Requirements Engineering Is Already Happening in Your Team

Your team runs requirements engineering every week. They call it refinement.
Or that conversation on Thursday where the product owner, the developer, and the tester sat down and argued about what "confirmed" actually means on an order status screen.
Requirements engineering has a branding problem. The name suggests a formal discipline with roles, gates, and deliverables - the kind of thing a large enterprise does before handing off a frozen spec. That image is why most teams reject it on sight: "We're agile. We don't do that here."
The argument isn't wrong. The conclusion is.
You've Been Doing This for Years
Requirements engineering is not a phase. It's a set of recurring activities that need to happen before and during every feature you build. Most teams do all of them. The ones that struggle do them accidentally or out of order.

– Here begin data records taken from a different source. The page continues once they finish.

//! Building the upgrade plan from suggestions

use std::collections::{HashMap, HashSet};
use std::fmt;

use tracing::{debug, info, warn};

use crate::upgrade::semver::{CompareResult, compare_versions};
use crate::upgrade::suggestion::{SuggestionCode, SuggestionRecord};

/// A plugin with a strictly newer suggested version
#[derive(Debug, Clone, PartialEq, Eq)]
pub struct UpgradeCandidate {
    pub name: String,
    pub current: String,
    pub suggested: String,
}

impl UpgradeCandidate {
    /// `name@version` argument for the package manager
    pub fn install_spec(&self) -> String {
        format!("{}@{}", self.name, self.suggested)
    }
}

impl fmt::Display for UpgradeCandidate {
    fn fmt(&self, f: &mut fmt::Formatter<'_>) -> fmt::Result {
        write!(f, "{} {} -> {}", self.name, self.current, self.suggested)
    }
}

/// Ordered list of upgrades, in the order the service returned them
#[derive(Debug, Clone, Default, PartialEq, Eq)]
pub struct UpgradePlan(Vec<UpgradeCandidate>);

impl UpgradePlan {
    pub fn new(entries: Vec<UpgradeCandidate>) -> Self {
        Self(entries)
    }

    pub fn entries(&self) -> &[UpgradeCandidate] {
        &self.0
    }

    pub fn is_empty(&self) -> bool {
        self.0.is_empty()
    }

    pub fn len(&self) -> usize {
        self.0.len()
    }

    pub fn install_specs(&self) -> Vec<String> {
        self.0.iter().map(UpgradeCandidate::install_spec).collect()
    }
}

/// Keep only match-found suggestions that are strictly newer than what is installed
///
/// Only the first suggestion per package is considered.
pub fn build_plan(
    installed: &HashMap<String, String>,
    suggestions: Vec<SuggestionRecord>,
) -> UpgradePlan {
    let mut seen = HashSet::new();
    let mut entries = Vec::new();

    for record in suggestions {
        if !seen.insert(record.package.clone()) {
            warn!("Ignoring duplicate suggestion for {}", record.package);
            continue;
        }

        if let SuggestionCode::Other(code) = &record.code {
            info!("No upgrade for {}: service answered {}", record.package, code);
            continue;
        }

        let Some(suggested) = record.version else {
            warn!("Ignoring match for {}: no version given", record.package);
            continue;
        };

        let Some(current) = installed.get(&record.package) else {
            warn!("Ignoring suggestion for unknown package {}", record.package);
            continue;
        };

        match compare_versions(current, &suggested) {
            CompareResult::Outdated => entries.push(UpgradeCandidate {
                current: current.clone(),
                name: record.package,
                suggested,
            }),
            CompareResult::Invalid => {
                warn!(
                    "Ignoring {}: cannot compare {} with {}",
                    record.package, current, suggested
                );
            }
            CompareResult::Latest | CompareResult::Newer => {
                debug!(
                    "{} {} is not older than suggested {}",
                    record.package, current, suggested
                );
            }
        }
    }

    UpgradePlan::new(entries)
}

The question is never whether your team does requirements engineering. It's whether they do it on purpose.
The pattern I see most often: teams that have trouble with requirements aren't skipping the work. They're doing it informally. Assumptions made in passing. Acceptance criteria invented during code review. The work happens - it just doesn't happen where anyone can see it, challenge it, or build on it later.

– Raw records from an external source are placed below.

use serde::Deserialize;
use std::path::{Path, PathBuf};

use crate::error::ConfigError;

// =============================================================================
// Limits and defaults
// =============================================================================

/// Maximum number of package metadata reads in flight at once
pub const MAX_CONCURRENT_READS: usize = 50;

/// User agent sent to the suggestion service
pub const USER_AGENT: &str = concat!("plugup/", env!("CARGO_PKG_VERSION"));

/// Default suggestion endpoint
pub const DEFAULT_SUGGESTION_URL: &str = "https://plugins.example.org/api/suggest";

/// Default package name of the host application inside `node_modules`
pub const DEFAULT_HOST_PACKAGE: &str = "host-app";

/// Default naming convention for plugins and themes
pub const DEFAULT_PLUGIN_PATTERN: &str =
    r"^(@[a-z0-9._-]+/)?[a-z0-9._-]*(plugin|theme)-[a-z0-9._-]+$";

/// Application configuration
#[derive(Debug, Clone, Deserialize, PartialEq)]
#[serde(default, rename_all = "camelCase")]
pub struct Config {
    /// Host data directory holding the live `package.json` and `node_modules/`
    pub root: Option<PathBuf>,
    /// Manifest shipped with the host application
    pub bundled_manifest: Option<PathBuf>,
    pub host_package: String,
    /// Overrides the version read from the bundled manifest
    pub host_version: Option<String>,
    pub plugin_pattern: String,
    pub suggestion_url: String,
    pub package_manager: PackageManagerConfig,
    pub concurrency: usize,
}

impl Default for Config {
    fn default() -> Self {
        Self {
            root: None,
            bundled_manifest: None,
            host_package: DEFAULT_HOST_PACKAGE.to_string(),
            host_version: None,
            plugin_pattern: DEFAULT_PLUGIN_PATTERN.to_string(),
            suggestion_url: DEFAULT_SUGGESTION_URL.to_string(),
            package_manager: PackageManagerConfig::default(),
            concurrency: MAX_CONCURRENT_READS,
        }
    }
}

impl Config {
    /// Loads the configuration file, falling back to defaults when it does not exist
    pub fn load(path: &Path) -> Result<Self, ConfigError> {
        let content = match std::fs::read_to_string(path) {
            Ok(content) => content,
            Err(e) if e.kind() == std::io::ErrorKind::NotFound => return Ok(Self::default()),
            Err(source) => {
                return Err(ConfigError::Read {
                    path: path.to_path_buf(),
                    source,
                });
            }
        };

        serde_json::from_str(&content).map_err(|source| ConfigError::Parse {
            path: path.to_path_buf(),
            source,
        })
    }

    /// Host data directory, defaulting to the current directory
    pub fn root_dir(&self) -> PathBuf {
        self.root.clone().unwrap_or_else(|| PathBuf::from("."))
    }

    /// Path of the bundled manifest, derived from the root when not configured
    pub fn bundled_manifest_path(&self) -> PathBuf {
        self.bundled_manifest.clone().unwrap_or_else(|| {
            self.root_dir()
                .join("node_modules")
                .join(&self.host_package)
                .join("package.json")
        })
    }

    /// Concurrency ceiling for metadata reads, clamped to `1..=MAX_CONCURRENT_READS`
    pub fn read_limit(&self) -> usize {
        self.concurrency.clamp(1, MAX_CONCURRENT_READS)
    }
}

/// External package manager invocation
#[derive(Debug, Clone, Deserialize, PartialEq)]
#[serde(default, rename_all = "camelCase")]
pub struct PackageManagerConfig {
    pub executable: String,
    pub install_args: Vec<String>,
}

impl Default for PackageManagerConfig {
    fn default() -> Self {
        Self {
            executable: "npm".to_string(),
            install_args: vec!["install".to_string(), "--save".to_string()],
        }
    }
}

/// Suffix appended to the package manager executable on this platform
pub fn executable_suffix() -> &'static str {
    if cfg!(windows) { ".cmd" } else { "" }
}

/// Returns the path to the data directory for plugup.
/// Uses $XDG_DATA_HOME/plugup if XDG_DATA_HOME is set,
/// otherwise falls back to ~/.local/share/plugup,
/// or ./plugup if neither is available.
pub fn data_dir() -> PathBuf {
    dir_with_env(
        std::env::var("XDG_DATA_HOME").ok(),
        dirs::home_dir(),
        ".local/share",
    )
}

/// Returns the path to the default configuration file.
pub fn config_path() -> PathBuf {
    dir_with_env(
        std::env::var("XDG_CONFIG_HOME").ok(),
        dirs::home_dir(),
        ".config",
    )
    .join("config.json")
}

/// Returns the path to the log file.
pub fn log_path() -> PathBuf {
    data_dir().join("plugup.log")
}

fn dir_with_env(xdg_home: Option<String>, home_dir: Option<PathBuf>, fallback: &str) -> PathBuf {
    let base = xdg_home
        .map(PathBuf::from)
        .or_else(|| home_dir.map(|home| home.join(fallback)))
        .unwrap_or_else(|| PathBuf::from("."));

    base.join("plugup")
}

#[cfg(test)]
mod tests {
    use super::*;
    use serde_json::json;
    use tempfile::TempDir;

    #[test]
    fn config_from_partial_object_uses_defaults_for_missing_fields() {
        let result = serde_json::from_value::<Config>(json!({
            "suggestionUrl": "http://localhost:8080/suggest",
            "packageManager": {
                "executable": "pnpm"
            }
        }))
        .unwrap();

        assert_eq!(result.suggestion_url, "http://localhost:8080/suggest");
        assert_eq!(result.package_manager.executable, "pnpm");
        assert_eq!(
            result.package_manager.install_args,
            vec!["install".to_string(), "--save".to_string()]
        );
        assert_eq!(result.plugin_pattern, DEFAULT_PLUGIN_PATTERN);
        assert_eq!(result.concurrency, MAX_CONCURRENT_READS);
    }

    #[test]
    fn config_from_full_object_parses_all_fields() {
        let result = serde_json::from_value::<Config>(json!({
            "root": "/srv/host",
            "bundledManifest": "/opt/host/package.json",
            "hostPackage": "my-host",
            "hostVersion": "5.1.0",
            "pluginPattern": "^my-plugin-",
            "suggestionUrl": "http://localhost/suggest",
            "packageManager": {
                "executable": "yarn",
                "installArgs": ["add"]
            },
            "concurrency": 8
        }))
        .unwrap();

        assert_eq!(
            result,
            Config {
                root: Some(PathBuf::from("/srv/host")),
                bundled_manifest: Some(PathBuf::from("/opt/host/package.json")),
                host_package: "my-host".to_string(),
                host_version: Some("5.1.0".to_string()),
                plugin_pattern: "^my-plugin-".to_string(),
                suggestion_url: "http://localhost/suggest".to_string(),
                package_manager: PackageManagerConfig {
                    executable: "yarn".to_string(),
                    install_args: vec!["add".to_string()],
                },
                concurrency: 8,
            }
        );
    }

    #[test]
    fn load_returns_defaults_when_file_is_missing() {
        let temp_dir = TempDir::new().unwrap();

        let result = Config::load(&temp_dir.path().join("config.json")).unwrap();

        assert_eq!(result, Config::default());
    }

    #[test]
    fn load_fails_on_malformed_file() {
        let temp_dir = TempDir::new().unwrap();
        let path = temp_dir.path().join("config.json");
        std::fs::write(&path, "{ not json").unwrap();

        let result = Config::load(&path);

        assert!(matches!(result, Err(ConfigError::Parse { .. })));
    }

    #[test]
    fn bundled_manifest_path_defaults_to_host_package_under_root() {
        let config = Config {
            root: Some(PathBuf::from("/srv/host")),
            ..Config::default()
        };

        assert_eq!(
            config.bundled_manifest_path(),
            PathBuf::from("/srv/host/node_modules/host-app/package.json")
        );
    }

    #[test]
    fn read_limit_is_clamped() {
        let zero = Config {
            concurrency: 0,
            ..Config::default()
        };
        let huge = Config {
            concurrency: 500,
            ..Config::default()
        };

        assert_eq!(zero.read_limit(), 1);
        assert_eq!(huge.read_limit(), MAX_CONCURRENT_READS);
    }

    #[test]
    fn dir_with_env_uses_xdg_home_when_set() {
        let path = dir_with_env(
            Some("/tmp/test-data".to_string()),
            Some(PathBuf::from("/home/user")),
            ".local/share",
        );

        assert_eq!(path, PathBuf::from("/tmp/test-data/plugup"));
    }

    #[test]
    fn dir_with_env_falls_back_to_home() {
        let path = dir_with_env(None, Some(PathBuf::from("/home/user")), ".config");

        assert_eq!(path, PathBuf::from("/home/user/.config/plugup"));
    }

    #[test]
    fn dir_with_env_falls_back_to_current_dir_when_no_dirs_available() {
        let path = dir_with_env(None, None, ".local/share");
        assert_eq!(path, PathBuf::from("./plugup"));
    }
}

The Four Things Requirements Engineering Actually Is
Requirements engineering has four core activities. They form a cycle — not a linear sequence. They repeat per feature, per sprint, and sometimes per conversation.
The RE cycle is not a project phase - it runs continuously. A single refinement session can move through all four activities in thirty minutes. The output of each activity becomes the input for the next.
These four activities are the standard defined by the International Requirements Engineering Board (IREB) - the body behind the CPRE certification, the most widely recognized qualification in the field. The official terms are Elicitation, Documentation, Validation, and Management. This article uses Structure and Communicate instead of the latter two because they describe better what actually happens in small teams more precisely: requirements get shaped into something buildable, then handed to the people who need them in a format they can actually use.
Elicit - find out what stakeholders actually need, not just what they asked for. This is not transcription. It's the work of asking follow-up questions, exposing implicit assumptions, and surfacing decisions that haven't been made yet. A refinement meeting where the team challenges a ticket is elicitation. Writing down what the PM said without questioning it is not.
Structure - translate raw intent into a form developers can act on. Epics, user stories, acceptance criteria, Gherkin scenarios. This is where an idea gets edges. Not every feature needs all of it — but something needs some of it, or the developer invents the structure alone at the keyboard, under time pressure, without the people who had the context.
Validate - check that the structured requirements reflect the original intent, cover the edge cases, and don't contain gaps. The definition of ready is a validation ritual. So is re-reading a ticket one day after you wrote it and realising the unhappy path isn't described anywhere. Validation doesn't require a formal review. It requires someone asking: does this actually say what we meant?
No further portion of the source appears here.